E de degrau em degrau, o Sporting prossegue a sua descida aos infernos. A eliminação da Taça é apenas a sequência lógica da instabilidade permanente que Bruno de Carvalho acabou por transmitir à equipa. Depois de um período inicial em que reduziu o passivo, arrumou a casa e voltou a pôr Alvalade no mapa, a agressividade do presidente, sem pausas e investindo contra tudo e contra todos, contaminou a equipa e meteu os jogadores no olho do vulcão. E ao deixar os capitães de equipa prestar contas a grupos de adeptos irados e sem mandato, destruiu a autoridade do treinador, expôs o plantel à turba e enfraqueceu de vez a sua coesão e o seu equilíbrio. A democracia popular também não funciona no futebol.

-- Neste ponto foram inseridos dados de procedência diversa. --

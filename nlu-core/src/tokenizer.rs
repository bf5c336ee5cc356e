//! # Tokenizador Palavra/Pontuação
//!
//! Divide o texto em palavras e sequências de pontuação, preservando a posição de cada
//! token no texto original. As posições são contadas em **caracteres** (não bytes),
//! porque é nesse sistema que os corpora de NLU anotam suas entidades.
//!
//! ## Esquemas de Tokenização
//!
//! - **WordPunct** (padrão): `\w+|[^\w\s]+`, a regra do `WordPunctTokenizer` do NLTK,
//!   usado para gerar os índices de token dos NLU Evaluation Corpora. O `\w` segue a
//!   definição do Python (letras, números e `_`), e não a do crate `regex`, que também
//!   inclui marcas combinantes: "cafe\u{301}" vira "cafe" + "\u{301}" e "x²" fica inteiro.
//! - **UnicodeWords**: fronteiras de palavra do UAX #29, descartando espaços.
//!
//! ## Exemplo de Uso
//!
//! ```rust
//! use nlu_core::tokenizer::{tokenize, span_tokenize};
//!
//! let text = "Upgrading from 11.10 to 12.04";
//!
//! // "Upgrading", "from", "11", ".", "10", "to", "12", ".", "04"
//! let tokens = tokenize(text);
//! assert_eq!(tokens.len(), 9);
//!
//! let spans = span_tokenize(text);
//! assert_eq!((spans[6].start, spans[8].end), (24, 29));
//! ```

use std::sync::OnceLock;

use regex::Regex;
use serde::{Deserialize, Serialize};
use unicode_segmentation::UnicodeSegmentation;

use crate::span::Span;

/// Um token extraído do texto original.
#[derive(Debug, Clone, Serialize, Deserialize, PartialEq)]
pub struct Token {
    /// O texto do token (ex: "Facebook", ".", "12").
    pub text: String,
    /// Offset inicial em caracteres (inclusivo).
    pub start: usize,
    /// Offset final em caracteres (exclusivo).
    pub end: usize,
    /// Índice sequencial do token na lista (0, 1, 2...).
    pub index: usize,
}

impl Token {
    pub fn span(&self) -> Span {
        Span::new(self.start, self.end)
    }
}

/// Estratégias de tokenização disponíveis.
#[derive(Debug, Clone, Copy, PartialEq, Eq, Default, Serialize, Deserialize)]
#[serde(rename_all = "snake_case")]
pub enum TokenizerMode {
    /// **Palavra/Pontuação**: sequências alfanuméricas e sequências de pontuação viram
    /// tokens separados (ex: "karl-preis-platz" -> "karl", "-", "preis", "-", "platz").
    #[default]
    WordPunct,
    /// **Palavras Unicode**: segmentação do UAX #29. Mantém "11.10" e "can't" inteiros.
    UnicodeWords,
}

fn word_punct_regex() -> &'static Regex {
    static RE: OnceLock<Regex> = OnceLock::new();
    RE.get_or_init(|| Regex::new(r"[\p{L}\p{N}_]+|[^\p{L}\p{N}_\s]+").expect("word/punct pattern is valid"))
}

/// Tokeniza um texto com o modo padrão.
pub fn tokenize(text: &str) -> Vec<Token> {
    tokenize_with_mode(text, TokenizerMode::WordPunct)
}

/// Tokeniza um texto com o modo especificado.
pub fn tokenize_with_mode(text: &str, mode: TokenizerMode) -> Vec<Token> {
    let pieces: Vec<(usize, &str)> = match mode {
        TokenizerMode::WordPunct => word_punct_regex()
            .find_iter(text)
            .map(|m| (m.start(), m.as_str()))
            .collect(),
        TokenizerMode::UnicodeWords => text
            .split_word_bound_indices()
            .filter(|(_, w)| !w.chars().all(char::is_whitespace))
            .collect(),
    };

    // Converte offsets de byte em offsets de caractere numa única passada
    let mut tokens = Vec::with_capacity(pieces.len());
    let mut byte_cursor = 0;
    let mut char_cursor = 0;
    for (index, (byte_start, piece)) in pieces.into_iter().enumerate() {
        char_cursor += text[byte_cursor..byte_start].chars().count();
        let start = char_cursor;
        let end = start + piece.chars().count();
        tokens.push(Token {
            text: piece.to_string(),
            start,
            end,
            index,
        });
        byte_cursor = byte_start + piece.len();
        char_cursor = end;
    }
    tokens
}

/// Spans `[start, end)` dos tokens, na ordem do texto.
pub fn span_tokenize(text: &str) -> Vec<Span> {
    span_tokenize_with_mode(text, TokenizerMode::WordPunct)
}

pub fn span_tokenize_with_mode(text: &str, mode: TokenizerMode) -> Vec<Span> {
    tokenize_with_mode(text, mode).iter().map(Token::span).collect()
}

/// Offset em bytes do caractere `char_index` (ou `text.len()` se estiver além do fim).
pub fn char_to_byte(text: &str, char_index: usize) -> usize {
    text.char_indices()
        .nth(char_index)
        .map(|(b, _)| b)
        .unwrap_or(text.len())
}

/// Trecho do texto coberto por offsets de caractere. Offsets além do fim são truncados.
pub fn char_slice(text: &str, start: usize, end: usize) -> &str {
    let start_byte = char_to_byte(text, start);
    let end_byte = char_to_byte(text, end.max(start));
    &text[start_byte..end_byte]
}

#[cfg(test)]
mod tests {
    use super::*;

    fn texts(tokens: &[Token]) -> Vec<&str> {
        tokens.iter().map(|t| t.text.as_str()).collect()
    }

    #[test]
    fn test_tokenize_word_punct_basic() {
        let tokens = tokenize("Alternative to Facebook Messenger.");
        assert_eq!(texts(&tokens), vec!["Alternative", "to", "Facebook", "Messenger", "."]);
        assert_eq!(tokens[3].span(), Span::new(24, 33));
    }

    #[test]
    fn test_tokenize_hyphenated_compound() {
        let tokens = tokenize("karl-preis-platz");
        assert_eq!(texts(&tokens), vec!["karl", "-", "preis", "-", "platz"]);
    }

    #[test]
    fn test_punctuation_runs_are_one_token() {
        let tokens = tokenize("wait?! ok...");
        assert_eq!(texts(&tokens), vec!["wait", "?!", "ok", "..."]);
    }

    #[test]
    fn test_offsets_count_characters() {
        let text = "add my playlist música libre";
        let spans = span_tokenize(text);
        let last = spans.last().unwrap();
        assert_eq!(char_slice(text, last.start, last.end), "libre");
        assert_eq!(spans[3], Span::new(16, 22));
        assert_eq!(char_slice(text, 16, 22), "música");
    }

    #[test]
    fn test_word_class_matches_python() {
        assert_eq!(texts(&tokenize("cafe\u{301}")), vec!["cafe", "\u{301}"]);
        assert_eq!(texts(&tokenize("x² snake_case")), vec!["x²", "snake_case"]);
    }

    #[test]
    fn test_tokenize_unicode_words() {
        let tokens = tokenize_with_mode("Upgrading from 11.10", TokenizerMode::UnicodeWords);
        assert_eq!(texts(&tokens), vec!["Upgrading", "from", "11.10"]);
    }

    #[test]
    fn test_indices_are_sequential() {
        let tokens = tokenize("i want to go marienplatz");
        assert!(tokens.iter().enumerate().all(|(i, t)| t.index == i));
    }

    #[test]
    fn test_empty_text() {
        assert!(tokenize("").is_empty());
        assert!(tokenize("   ").is_empty());
    }

    #[test]
    fn test_char_slice_clamps() {
        assert_eq!(char_slice("abc", 1, 10), "bc");
        assert_eq!(char_slice("abc", 5, 10), "");
    }
}
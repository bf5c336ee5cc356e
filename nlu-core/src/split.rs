//! # Divisão Estratificada
//!
//! Divide as sentenças de um corpus em treino/teste (75/25) ou treino/validação/teste
//! (60/20/20), mantendo a proporção de cada intenção em todas as partes.
//!
//! ## Alocação
//!
//! `n_test = ceil(test_size · n)`. Cada rótulo recebe `n_test · freq / n` vagas no
//! teste (parte inteira); as vagas restantes vão para os rótulos com maior parte
//! fracionária, empates resolvidos pela ordem dos rótulos. Dentro de cada rótulo a
//! escolha é aleatória, com semente fixa, e as partes são embaralhadas no fim.

use std::collections::BTreeMap;
use std::fs::{self, File};
use std::io::{BufWriter, Write};
use std::path::Path;

use rand::rngs::StdRng;
use rand::seq::SliceRandom;
use rand::SeedableRng;
use serde::{Deserialize, Serialize};
use tracing::{debug, info};

use crate::error::{NluError, Result};
use crate::formatter::tsv_field;

/// Semente padrão das divisões.
pub const DEFAULT_SEED: u64 = 42;

/// Tipo de divisão gravada pelo conversor.
#[derive(Debug, Clone, Copy, PartialEq, Eq, Hash, Serialize, Deserialize)]
#[serde(rename_all = "lowercase")]
pub enum SplitKind {
    /// Treino/teste 75/25.
    Double,
    /// Treino/validação/teste 60/20/20.
    Triple,
}

impl SplitKind {
    pub const ALL: [SplitKind; 2] = [SplitKind::Double, SplitKind::Triple];

    pub fn name(&self) -> &'static str {
        match self {
            SplitKind::Double => "double",
            SplitKind::Triple => "triple",
        }
    }
}

impl std::fmt::Display for SplitKind {
    fn fmt(&self, f: &mut std::fmt::Formatter<'_>) -> std::fmt::Result {
        write!(f, "{}", self.name())
    }
}

/// Uma parte da divisão: itens e seus rótulos, na mesma ordem.
#[derive(Debug, Clone, PartialEq, Eq)]
pub struct Split<T> {
    pub items: Vec<T>,
    pub labels: Vec<String>,
}

impl<T> Split<T> {
    fn with_capacity(n: usize) -> Self {
        Self {
            items: Vec::with_capacity(n),
            labels: Vec::with_capacity(n),
        }
    }

    pub fn len(&self) -> usize {
        self.items.len()
    }

    pub fn is_empty(&self) -> bool {
        self.items.is_empty()
    }

    /// Pares (item, rótulo).
    pub fn iter(&self) -> impl Iterator<Item = (&T, &str)> {
        self.items.iter().zip(self.labels.iter().map(String::as_str))
    }
}

/// Vagas de teste por rótulo (maiores restos, empates pela ordem do rótulo).
fn allocate(groups: &BTreeMap<&str, Vec<usize>>, n: usize, n_test: usize) -> Vec<usize> {
    let exact: Vec<f64> = groups
        .values()
        .map(|idx| n_test as f64 * idx.len() as f64 / n as f64)
        .collect();
    let mut quotas: Vec<usize> = exact.iter().map(|q| q.floor() as usize).collect();

    let assigned: usize = quotas.iter().sum();
    let mut by_remainder: Vec<usize> = (0..quotas.len()).collect();
    // sort estável: rótulos com o mesmo resto mantêm a ordem alfabética
    by_remainder.sort_by(|&a, &b| {
        let ra = exact[a] - exact[a].floor();
        let rb = exact[b] - exact[b].floor();
        rb.partial_cmp(&ra).unwrap_or(std::cmp::Ordering::Equal)
    });
    for &i in by_remainder.iter().cycle().take(n_test.saturating_sub(assigned)) {
        quotas[i] += 1;
    }
    quotas
}

/// Divide `items` em (treino, teste) preservando a proporção de cada rótulo.
pub fn stratified_split<T: Clone>(
    items: &[T],
    labels: &[String],
    test_size: f64,
    seed: u64,
) -> Result<(Split<T>, Split<T>)> {
    if items.len() != labels.len() {
        return Err(NluError::invalid_split(format!(
            "{} items but {} labels",
            items.len(),
            labels.len()
        )));
    }
    if !(test_size > 0.0 && test_size < 1.0) {
        return Err(NluError::invalid_split(format!("test_size must be in (0, 1), got {test_size}")));
    }

    let n = items.len();
    // Tolerância para produtos como 0.2 * 100 que passam do inteiro por arredondamento
    let n_test = (test_size * n as f64 - 1e-9).ceil().max(0.0) as usize;
    if n_test == 0 || n_test >= n {
        return Err(NluError::invalid_split(format!(
            "cannot split {n} items with test_size {test_size}"
        )));
    }

    let mut groups: BTreeMap<&str, Vec<usize>> = BTreeMap::new();
    for (i, label) in labels.iter().enumerate() {
        groups.entry(label.as_str()).or_default().push(i);
    }
    let quotas = allocate(&groups, n, n_test);

    let mut rng = StdRng::seed_from_u64(seed);
    let mut train_idx = Vec::with_capacity(n - n_test);
    let mut test_idx = Vec::with_capacity(n_test);
    for ((label, indices), quota) in groups.iter().zip(quotas) {
        let mut indices = indices.clone();
        indices.shuffle(&mut rng);
        debug!(label, total = indices.len(), test = quota, "label allocation");
        test_idx.extend_from_slice(&indices[..quota]);
        train_idx.extend_from_slice(&indices[quota..]);
    }
    train_idx.shuffle(&mut rng);
    test_idx.shuffle(&mut rng);

    let collect = |idx: &[usize]| {
        let mut split = Split::with_capacity(idx.len());
        for &i in idx {
            split.items.push(items[i].clone());
            split.labels.push(labels[i].clone());
        }
        split
    };
    Ok((collect(&train_idx), collect(&test_idx)))
}

/// Treino/teste 75/25.
pub fn double_split<T: Clone>(items: &[T], labels: &[String], seed: u64) -> Result<(Split<T>, Split<T>)> {
    stratified_split(items, labels, 0.25, seed)
}

/// Treino/validação/teste 60/20/20: 80/20 e depois 75/25 sobre os 80%.
pub fn triple_split<T: Clone>(
    items: &[T],
    labels: &[String],
    seed: u64,
) -> Result<(Split<T>, Split<T>, Split<T>)> {
    let (rest, test) = stratified_split(items, labels, 0.2, seed)?;
    let (train, dev) = stratified_split(&rest.items, &rest.labels, 0.25, seed)?;
    Ok((train, dev, test))
}

fn write_split_file(path: &Path, split: &Split<String>) -> Result<()> {
    let mut out = BufWriter::new(File::create(path)?);
    for (text, label) in split.iter() {
        writeln!(out, "{}\t{}", tsv_field(text), tsv_field(label))?;
    }
    out.flush()?;
    Ok(())
}

/// Grava `train.tsv`, `dev.tsv` (se houver) e `test.tsv` em `dir`, sem cabeçalho.
pub fn write_splits(
    dir: &Path,
    train: &Split<String>,
    dev: Option<&Split<String>>,
    test: &Split<String>,
) -> Result<()> {
    fs::create_dir_all(dir)?;
    write_split_file(&dir.join("train.tsv"), train)?;
    if let Some(dev) = dev {
        write_split_file(&dir.join("dev.tsv"), dev)?;
    }
    write_split_file(&dir.join("test.tsv"), test)?;

    info!(
        dir = %dir.display(),
        train = train.len(),
        dev = dev.map_or(0, Split::len),
        test = test.len(),
        "splits written"
    );
    Ok(())
}

#[cfg(test)]
mod tests {
    use super::*;
    use std::collections::HashSet;

    fn dataset(a: usize, b: usize) -> (Vec<String>, Vec<String>) {
        let items = (0..a + b).map(|i| format!("sentence {i}")).collect();
        let labels = (0..a + b)
            .map(|i| if i < a { "A" } else { "B" }.to_string())
            .collect();
        (items, labels)
    }

    fn count(split: &Split<String>, label: &str) -> usize {
        split.labels.iter().filter(|l| *l == label).count()
    }

    #[test]
    fn test_double_split_is_stratified() {
        let (items, labels) = dataset(70, 30);
        let (train, test) = double_split(&items, &labels, DEFAULT_SEED).unwrap();

        assert_eq!(test.len(), 25);
        assert_eq!(train.len() + test.len(), 100);
        // 17.5 e 7.5: o empate no resto vai para o primeiro rótulo
        assert_eq!(count(&test, "A"), 18);
        assert_eq!(count(&test, "B"), 7);

        let train_set: HashSet<&String> = train.items.iter().collect();
        assert!(test.items.iter().all(|t| !train_set.contains(t)));
    }

    #[test]
    fn test_triple_split_proportions() {
        let (items, labels) = dataset(50, 50);
        let (train, dev, test) = triple_split(&items, &labels, DEFAULT_SEED).unwrap();
        assert_eq!((train.len(), dev.len(), test.len()), (60, 20, 20));
        assert_eq!(count(&dev, "A"), 10);
        assert_eq!(count(&test, "B"), 10);
    }

    #[test]
    fn test_split_is_deterministic() {
        let (items, labels) = dataset(30, 12);
        let first = double_split(&items, &labels, 7).unwrap();
        let second = double_split(&items, &labels, 7).unwrap();
        assert_eq!(first, second);
    }

    #[test]
    fn test_labels_follow_items() {
        let (items, labels) = dataset(8, 4);
        let (train, test) = double_split(&items, &labels, DEFAULT_SEED).unwrap();
        for (item, label) in train.iter().chain(test.iter()) {
            let i: usize = item.trim_start_matches("sentence ").parse().unwrap();
            assert_eq!(label, if i < 8 { "A" } else { "B" });
        }
    }

    #[test]
    fn test_invalid_inputs() {
        let (items, labels) = dataset(3, 3);
        assert!(matches!(
            stratified_split(&items, &labels[..5], 0.25, 1),
            Err(NluError::InvalidSplit(_))
        ));
        assert!(stratified_split(&items, &labels, 1.5, 1).is_err());
        assert!(stratified_split::<String>(&[], &[], 0.25, 1).is_err());
    }

    #[test]
    fn test_write_splits() {
        let dir = tempfile::tempdir().unwrap();
        let (items, labels) = dataset(6, 2);
        let (train, test) = double_split(&items, &labels, DEFAULT_SEED).unwrap();
        write_splits(dir.path(), &train, None, &test).unwrap();

        let content = std::fs::read_to_string(dir.path().join("test.tsv")).unwrap();
        assert_eq!(content.lines().count(), 2);
        assert!(content.lines().all(|l| l.starts_with("sentence ") && l.contains('\t')));
        assert!(!dir.path().join("dev.tsv").exists());
    }
}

Estranhamente, no final da partida, em Chaves, Bruno de Carvalho substituiu o seu habitual rosto de falcão pronto a atacar por uma face triste de pomba perdida na tempestade. Afinal, não percebeu que os desafios se ganham dentro do campo e não fora, e que o futebol tem hoje mais de ciência do que de voluntarismo. E quando a sorte se vai e todos ficam contra todos, tudo passa a correr mal – a batalha perdeu-se.